Figure 3.  Adherence to Clotting Factors Among Persons with  Type A or B Haemophilia

 

 

“This surprised us, since a number of previously published registry studies showed higher numbers than this,” Dr. Armstrong admitted. “In real-life practice, we found that among people with severe disease you would think would be on prophylactic regimens, many were not adherent with that regimen.” He added, “People who were most adherent were taking a lot of product, as we expected. What surprised us is that we saw a large number of people with hemophilia who were not getting very much product; that was an important consistent finding.” Dr. Armstrong stressed that this low adherence was not driven by financial barriers, since all drugs were free to these patients. Another unfulfilled expectation was that children would have higher adherence rates due to the care of their parents, he added. “We anticipated that many people would routinely be on prophylaxis and receive therapy routinely and our results showed that this is not the case.
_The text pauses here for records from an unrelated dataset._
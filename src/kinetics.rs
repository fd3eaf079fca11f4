//! Closed-form momentum math.
//!
//! Deceleration is modelled as a velocity (offset per 60 Hz frame) that is multiplied by
//! [`FRICTION_PER_FRAME`] every frame until it drops below [`MIN_VELOCITY_BEFORE_TERMINATING`].
//! Instead of stepping that recurrence, the whole decay is summed up front and replayed as a
//! single eased [`crate::Animation`].

/// Frame rate the velocity unit is expressed in. Nothing here actually runs at this rate.
pub const FPS: f64 = 60.0;

/// Velocity multiplier applied per frame.
pub const FRICTION_PER_FRAME: f64 = 0.95;

/// Per-frame velocity below which deceleration ends.
pub const MIN_VELOCITY_BEFORE_TERMINATING: f64 = 0.1;

/// Per-frame release velocity needed to start deceleration at all.
pub const MIN_VELOCITY_FOR_DECELERATION: f64 = 1.0;

/// Overscroll divisor: dragging past an edge moves at a third of the finger speed.
pub const EDGE_RESISTANCE: f64 = 3.0;

/// The projected outcome of releasing with a given velocity.
#[derive(Clone, Copy, Debug, PartialEq)]
pub struct Deceleration {
    /// Signed initial velocity, offset per frame.
    pub velocity: f64,
    /// Frames until the velocity falls below the stop threshold.
    pub frames: f64,
    /// Total signed distance travelled, rounded to an integer.
    pub distance: f64,
    /// The same distance before rounding.
    pub raw_distance: f64,
    pub duration_ms: f64,
}

impl Deceleration {
    /// Plans the decay for `velocity`.
    ///
    /// Returns `None` when the velocity is too small to produce any motion (including
    /// non-finite input).
    pub fn plan(velocity: f64) -> Option<Self> {
        let speed = velocity.abs();
        if !speed.is_finite() || speed <= MIN_VELOCITY_BEFORE_TERMINATING {
            return None;
        }

        let frames = (MIN_VELOCITY_BEFORE_TERMINATING.ln() - speed.ln()) / FRICTION_PER_FRAME.ln();
        // Finite geometric series over the frames until termination.
        let distance = velocity * (1.0 - FRICTION_PER_FRAME.powf(frames)) / (1.0 - FRICTION_PER_FRAME);
        let duration_ms = frames / FPS * 1000.0;

        Some(Self {
            velocity,
            frames,
            distance: round_offset(distance),
            raw_distance: distance,
            duration_ms,
        })
    }
}

/// Converts a movement of `moved` over `elapsed_ms` into offset per frame.
pub fn velocity_per_frame(moved: f64, elapsed_ms: f64) -> f64 {
    moved / elapsed_ms * (1000.0 / FPS)
}

/// Rounds to the nearest integer offset (halves round up).
pub fn round_offset(value: f64) -> f64 {
    (value + 0.5).floor()
}
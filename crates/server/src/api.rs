//! HTTP API for price estimates, option domains, health checks and metrics

use axum::{
    extract::{rejection::JsonRejection, State},
    http::StatusCode,
    response::IntoResponse,
    routing::{get, post},
    Json, Router,
};
use estimator_lib::{
    health::{ComponentStatus, HealthRegistry},
    EstimateResponse, ErrorKind, PriceEstimator, RawSpecInput, StructuredLogger,
};
use prometheus::{Encoder, TextEncoder};
use std::sync::Arc;
use std::time::Instant;
use tracing::{error, info};

/// Shared application state
#[derive(Clone)]
pub struct AppState {
    pub estimator: Arc<PriceEstimator>,
    pub health_registry: HealthRegistry,
    pub logger: StructuredLogger,
}

impl AppState {
    pub fn new(
        estimator: Arc<PriceEstimator>,
        health_registry: HealthRegistry,
        logger: StructuredLogger,
    ) -> Self {
        Self {
            estimator,
            health_registry,
            logger,
        }
    }
}

/// Estimate a price - 200 on success, 422 for invalid input (400 for bad
/// JSON syntax), 500 when the pipeline fails. The body is always an
/// `EstimateResponse`, including for bodies that do not deserialize.
async fn estimate(
    State(state): State<Arc<AppState>>,
    payload: Result<Json<RawSpecInput>, JsonRejection>,
) -> (StatusCode, Json<EstimateResponse>) {
    let raw = match payload {
        Ok(Json(raw)) => raw,
        Err(rejection) => {
            let message = rejection.body_text();
            state
                .logger
                .log_rejection(ErrorKind::DomainError.as_str(), &message);
            return (
                rejection.status(),
                Json(EstimateResponse::failure(ErrorKind::DomainError, message)),
            );
        }
    };

    let start = Instant::now();
    // Runs to completion without yielding, so estimates never interleave
    let response = state.estimator.estimate_price(&raw);
    let latency_ms = start.elapsed().as_millis();

    let status_code = match (response.error_kind, response.price_value) {
        (None, Some(price_value)) => {
            state.logger.log_estimate(
                &raw.company,
                &raw.type_name,
                price_value,
                response.ppi_was_defaulted.unwrap_or(false),
                latency_ms,
            );
            state.health_registry.record_inference_success().await;
            StatusCode::OK
        }
        (Some(ErrorKind::DomainError), _) => {
            let message = response.message.as_deref().unwrap_or_default();
            state
                .logger
                .log_rejection(ErrorKind::DomainError.as_str(), message);
            StatusCode::UNPROCESSABLE_ENTITY
        }
        _ => {
            let message = response.message.as_deref().unwrap_or_default();
            state
                .logger
                .log_rejection(ErrorKind::InferenceError.as_str(), message);
            state.health_registry.record_inference_failure(message).await;
            StatusCode::INTERNAL_SERVER_ERROR
        }
    };

    (status_code, Json(response))
}

/// Selectable values for every enumerated field
async fn options(State(state): State<Arc<AppState>>) -> impl IntoResponse {
    Json(state.estimator.domains().clone())
}

/// Health check response - returns 200 if healthy, 503 if unhealthy
async fn healthz(State(state): State<Arc<AppState>>) -> impl IntoResponse {
    let health = state.health_registry.health().await;

    let status_code = match health.status {
        ComponentStatus::Healthy => StatusCode::OK,
        ComponentStatus::Degraded => StatusCode::OK, // Still serving
        ComponentStatus::Unhealthy => StatusCode::SERVICE_UNAVAILABLE,
    };

    (status_code, Json(health))
}

/// Readiness check response - returns 200 if ready, 503 if not ready
async fn readyz(State(state): State<Arc<AppState>>) -> impl IntoResponse {
    let readiness = state.health_registry.readiness().await;

    let status_code = if readiness.ready {
        StatusCode::OK
    } else {
        StatusCode::SERVICE_UNAVAILABLE
    };

    (status_code, Json(readiness))
}

/// Prometheus metrics endpoint
async fn metrics() -> impl IntoResponse {
    let encoder = TextEncoder::new();
    let metric_families = prometheus::gather();
    let mut buffer = Vec::new();

    if let Err(e) = encoder.encode(&metric_families, &mut buffer) {
        error!(error = %e, "Failed to encode metrics");
        return (
            StatusCode::INTERNAL_SERVER_ERROR,
            [("content-type", "text/plain; charset=utf-8")],
            Vec::new(),
        );
    }

    (
        StatusCode::OK,
        [("content-type", "text/plain; charset=utf-8")],
        buffer,
    )
}

/// Create the API router
pub fn create_router(state: Arc<AppState>) -> Router {
    Router::new()
        .route("/api/v1/estimate", post(estimate))
        .route("/api/v1/options", get(options))
        .route("/healthz", get(healthz))
        .route("/readyz", get(readyz))
        .route("/metrics", get(metrics))
        .with_state(state)
}

/// Start the API server
pub async fn serve(port: u16, state: Arc<AppState>) -> anyhow::Result<()> {
    let app = create_router(state);

    let addr = format!("0.0.0.0:{}", port);
    info!(addr = %addr, "Starting API server");

    let listener = tokio::net::TcpListener::bind(&addr).await?;
    axum::serve(listener, app).await?;

    Ok(())
}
This demonstration of very low adherence rates could be clinically important,” he said, “since adherence can be very important to prevent joint damage.” Dr. Armstrong suggested that working with caregivers and the use of different products that are easier to administer may have some benefit.

Summary

For 20 years, the mainstay of hemophilia treatment has been recombinant coagulation factors, which increased the worldwide capacity for replacement therapy and facilitated aggressive prophylactic therapy. Nonetheless, barriers remained to broad application of prophylaxis. These are being addressed by a promising pipeline of novel factors for treatment of hemophilia A and hemophilia B and, as reported at the ISTH and other recent hemophilia congresses, longer-acting versions of rFVIII and rFIX that require less frequent dosing are likely to become available soon in a number of countries. It is hoped that they will reduce the burden of treatment for patients and as a result, adoption of prophylaxis will increase, and adherence to prophylaxis and hence, clinical outcomes will improve. Meantime, the potential for a real cure for hemophilia probably lies in further research into gene therapy.